**EXERCISE GOAL:**
If a line of the data below holds the string "report", copy it.

**THE INPUT:**
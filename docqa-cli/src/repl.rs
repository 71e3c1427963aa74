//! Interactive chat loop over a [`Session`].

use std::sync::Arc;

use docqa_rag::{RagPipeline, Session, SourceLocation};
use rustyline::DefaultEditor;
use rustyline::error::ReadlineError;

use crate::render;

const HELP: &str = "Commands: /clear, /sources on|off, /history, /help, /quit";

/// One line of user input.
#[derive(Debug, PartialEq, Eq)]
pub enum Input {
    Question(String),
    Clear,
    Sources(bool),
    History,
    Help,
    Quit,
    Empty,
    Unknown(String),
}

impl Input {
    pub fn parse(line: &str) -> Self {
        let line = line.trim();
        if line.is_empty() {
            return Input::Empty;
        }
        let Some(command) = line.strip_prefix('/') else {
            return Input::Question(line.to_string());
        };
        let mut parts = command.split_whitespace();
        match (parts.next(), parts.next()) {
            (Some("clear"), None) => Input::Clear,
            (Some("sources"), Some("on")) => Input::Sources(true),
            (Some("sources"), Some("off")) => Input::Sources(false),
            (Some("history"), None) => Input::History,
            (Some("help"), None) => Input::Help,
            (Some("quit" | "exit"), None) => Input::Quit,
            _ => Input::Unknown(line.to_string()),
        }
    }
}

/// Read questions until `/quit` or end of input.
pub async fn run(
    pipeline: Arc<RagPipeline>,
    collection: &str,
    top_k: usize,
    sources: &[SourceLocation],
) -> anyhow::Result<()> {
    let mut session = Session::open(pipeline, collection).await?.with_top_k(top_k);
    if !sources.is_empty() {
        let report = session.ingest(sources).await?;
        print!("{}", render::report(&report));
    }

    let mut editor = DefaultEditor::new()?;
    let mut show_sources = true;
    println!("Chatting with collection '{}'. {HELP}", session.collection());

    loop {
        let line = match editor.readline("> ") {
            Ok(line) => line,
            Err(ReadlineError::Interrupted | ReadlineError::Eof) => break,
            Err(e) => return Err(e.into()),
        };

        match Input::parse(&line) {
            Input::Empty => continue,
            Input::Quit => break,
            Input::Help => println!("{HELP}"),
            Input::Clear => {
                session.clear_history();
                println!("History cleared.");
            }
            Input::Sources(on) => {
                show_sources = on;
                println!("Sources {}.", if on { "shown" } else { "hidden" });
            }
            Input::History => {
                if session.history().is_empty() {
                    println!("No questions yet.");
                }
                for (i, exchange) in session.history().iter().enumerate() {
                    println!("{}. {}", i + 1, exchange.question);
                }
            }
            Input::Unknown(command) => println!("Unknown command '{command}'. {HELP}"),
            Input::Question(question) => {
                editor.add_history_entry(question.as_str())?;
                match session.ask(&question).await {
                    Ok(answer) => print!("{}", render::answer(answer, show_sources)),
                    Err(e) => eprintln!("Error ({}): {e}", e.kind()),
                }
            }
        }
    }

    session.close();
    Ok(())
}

**SOLUTION FOR THIS EXERCISE:**
        let report = session.ingest(sources).await?;
        print!("{}", render::report(&report));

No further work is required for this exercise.